▶ Your objective
Output every line of the data exactly as it appears.

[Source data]
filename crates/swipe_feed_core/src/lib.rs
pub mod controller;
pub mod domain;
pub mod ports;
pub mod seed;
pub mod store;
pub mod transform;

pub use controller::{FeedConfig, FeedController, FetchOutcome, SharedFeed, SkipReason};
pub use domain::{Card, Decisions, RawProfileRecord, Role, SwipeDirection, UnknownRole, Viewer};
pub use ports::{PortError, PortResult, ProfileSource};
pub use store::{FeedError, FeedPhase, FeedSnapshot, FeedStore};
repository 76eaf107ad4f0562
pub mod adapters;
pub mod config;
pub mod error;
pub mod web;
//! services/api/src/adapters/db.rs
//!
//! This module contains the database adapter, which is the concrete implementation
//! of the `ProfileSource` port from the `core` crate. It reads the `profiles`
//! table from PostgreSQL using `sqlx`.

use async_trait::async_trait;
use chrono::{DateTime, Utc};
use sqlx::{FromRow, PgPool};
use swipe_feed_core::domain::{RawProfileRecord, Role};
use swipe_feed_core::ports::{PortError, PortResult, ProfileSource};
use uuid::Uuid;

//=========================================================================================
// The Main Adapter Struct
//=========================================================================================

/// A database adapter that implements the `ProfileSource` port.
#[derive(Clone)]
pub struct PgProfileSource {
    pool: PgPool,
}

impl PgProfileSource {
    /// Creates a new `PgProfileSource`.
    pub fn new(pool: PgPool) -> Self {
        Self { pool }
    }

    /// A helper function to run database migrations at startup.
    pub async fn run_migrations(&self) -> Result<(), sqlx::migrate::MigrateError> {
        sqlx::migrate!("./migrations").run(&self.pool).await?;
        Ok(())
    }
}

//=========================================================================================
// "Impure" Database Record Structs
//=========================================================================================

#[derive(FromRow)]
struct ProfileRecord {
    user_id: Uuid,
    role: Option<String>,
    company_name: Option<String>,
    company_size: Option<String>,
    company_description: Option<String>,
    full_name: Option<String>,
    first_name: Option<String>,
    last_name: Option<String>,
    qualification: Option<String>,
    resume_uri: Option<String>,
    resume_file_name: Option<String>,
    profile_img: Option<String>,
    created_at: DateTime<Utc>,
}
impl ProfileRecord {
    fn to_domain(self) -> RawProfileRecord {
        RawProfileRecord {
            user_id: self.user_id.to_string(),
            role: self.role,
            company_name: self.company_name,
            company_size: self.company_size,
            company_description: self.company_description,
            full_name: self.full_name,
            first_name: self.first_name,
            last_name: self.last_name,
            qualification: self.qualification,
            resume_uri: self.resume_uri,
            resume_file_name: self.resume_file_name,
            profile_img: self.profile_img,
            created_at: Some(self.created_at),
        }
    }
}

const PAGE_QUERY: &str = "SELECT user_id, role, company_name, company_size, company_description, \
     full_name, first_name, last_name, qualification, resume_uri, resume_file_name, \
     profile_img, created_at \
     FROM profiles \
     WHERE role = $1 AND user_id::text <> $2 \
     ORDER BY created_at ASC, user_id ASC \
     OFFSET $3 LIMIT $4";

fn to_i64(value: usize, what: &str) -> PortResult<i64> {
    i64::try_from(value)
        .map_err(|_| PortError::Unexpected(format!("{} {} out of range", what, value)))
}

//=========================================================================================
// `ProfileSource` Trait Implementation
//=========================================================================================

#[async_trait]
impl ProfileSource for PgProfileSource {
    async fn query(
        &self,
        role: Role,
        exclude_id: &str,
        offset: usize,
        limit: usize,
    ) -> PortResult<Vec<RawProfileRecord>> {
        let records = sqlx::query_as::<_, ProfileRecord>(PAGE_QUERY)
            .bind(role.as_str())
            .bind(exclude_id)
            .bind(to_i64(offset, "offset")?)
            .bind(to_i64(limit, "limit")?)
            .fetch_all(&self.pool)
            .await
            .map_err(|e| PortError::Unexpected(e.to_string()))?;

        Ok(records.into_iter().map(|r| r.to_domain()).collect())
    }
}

▶ Result of the task
filename crates/swipe_feed_core/src/lib.rs
pub mod controller;
pub mod domain;
pub mod ports;
pub mod seed;
pub mod store;
pub mod transform;

pub use controller::{FeedConfig, FeedController, FetchOutcome, SharedFeed, SkipReason};
pub use domain::{Card, Decisions, RawProfileRecord, Role, SwipeDirection, UnknownRole, Viewer};
pub use ports::{PortError, PortResult, ProfileSource};
pub use store::{FeedError, FeedPhase, FeedSnapshot, FeedStore};
repository 76eaf107ad4f0562
pub mod adapters;
pub mod config;
pub mod error;
pub mod web;
//! services/api/src/adapters/db.rs
//!
//! This module contains the database adapter, which is the concrete implementation
//! of the `ProfileSource` port from the `core` crate. It reads the `profiles`
//! table from PostgreSQL using `sqlx`.

use async_trait::async_trait;
use chrono::{DateTime, Utc};
use sqlx::{FromRow, PgPool};
use swipe_feed_core::domain::{RawProfileRecord, Role};
use swipe_feed_core::ports::{PortError, PortResult, ProfileSource};
use uuid::Uuid;

//=========================================================================================
// The Main Adapter Struct
//=========================================================================================

/// A database adapter that implements the `ProfileSource` port.
#[derive(Clone)]
pub struct PgProfileSource {
    pool: PgPool,
}

impl PgProfileSource {
    /// Creates a new `PgProfileSource`.
    pub fn new(pool: PgPool) -> Self {
        Self { pool }
    }

    /// A helper function to run database migrations at startup.
    pub async fn run_migrations(&self) -> Result<(), sqlx::migrate::MigrateError> {
        sqlx::migrate!("./migrations").run(&self.pool).await?;
        Ok(())
    }
}

//=========================================================================================
// "Impure" Database Record Structs
//=========================================================================================

#[derive(FromRow)]
struct ProfileRecord {
    user_id: Uuid,
    role: Option<String>,
    company_name: Option<String>,
    company_size: Option<String>,
    company_description: Option<String>,
    full_name: Option<String>,
    first_name: Option<String>,
    last_name: Option<String>,
    qualification: Option<String>,
    resume_uri: Option<String>,
    resume_file_name: Option<String>,
    profile_img: Option<String>,
    created_at: DateTime<Utc>,
}
impl ProfileRecord {
    fn to_domain(self) -> RawProfileRecord {
        RawProfileRecord {
            user_id: self.user_id.to_string(),
            role: self.role,
            company_name: self.company_name,
            company_size: self.company_size,
            company_description: self.company_description,
            full_name: self.full_name,
            first_name: self.first_name,
            last_name: self.last_name,
            qualification: self.qualification,
            resume_uri: self.resume_uri,
            resume_file_name: self.resume_file_name,
            profile_img: self.profile_img,
            created_at: Some(self.created_at),
        }
    }
}

const PAGE_QUERY: &str = "SELECT user_id, role, company_name, company_size, company_description, \
     full_name, first_name, last_name, qualification, resume_uri, resume_file_name, \
     profile_img, created_at \
     FROM profiles \
     WHERE role = $1 AND user_id::text <> $2 \
     ORDER BY created_at ASC, user_id ASC \
     OFFSET $3 LIMIT $4";

fn to_i64(value: usize, what: &str) -> PortResult<i64> {
    i64::try_from(value)
        .map_err(|_| PortError::Unexpected(format!("{} {} out of range", what, value)))
}

//=========================================================================================
// `ProfileSource` Trait Implementation
//=========================================================================================

#[async_trait]
impl ProfileSource for PgProfileSource {
    async fn query(
        &self,
        role: Role,
        exclude_id: &str,
        offset: usize,
        limit: usize,
    ) -> PortResult<Vec<RawProfileRecord>> {
        let records = sqlx::query_as::<_, ProfileRecord>(PAGE_QUERY)
            .bind(role.as_str())
            .bind(exclude_id)
            .bind(to_i64(offset, "offset")?)
            .bind(to_i64(limit, "limit")?)
            .fetch_all(&self.pool)
            .await
            .map_err(|e| PortError::Unexpected(e.to_string()))?;

        Ok(records.into_iter().map(|r| r.to_domain()).collect())
    }
}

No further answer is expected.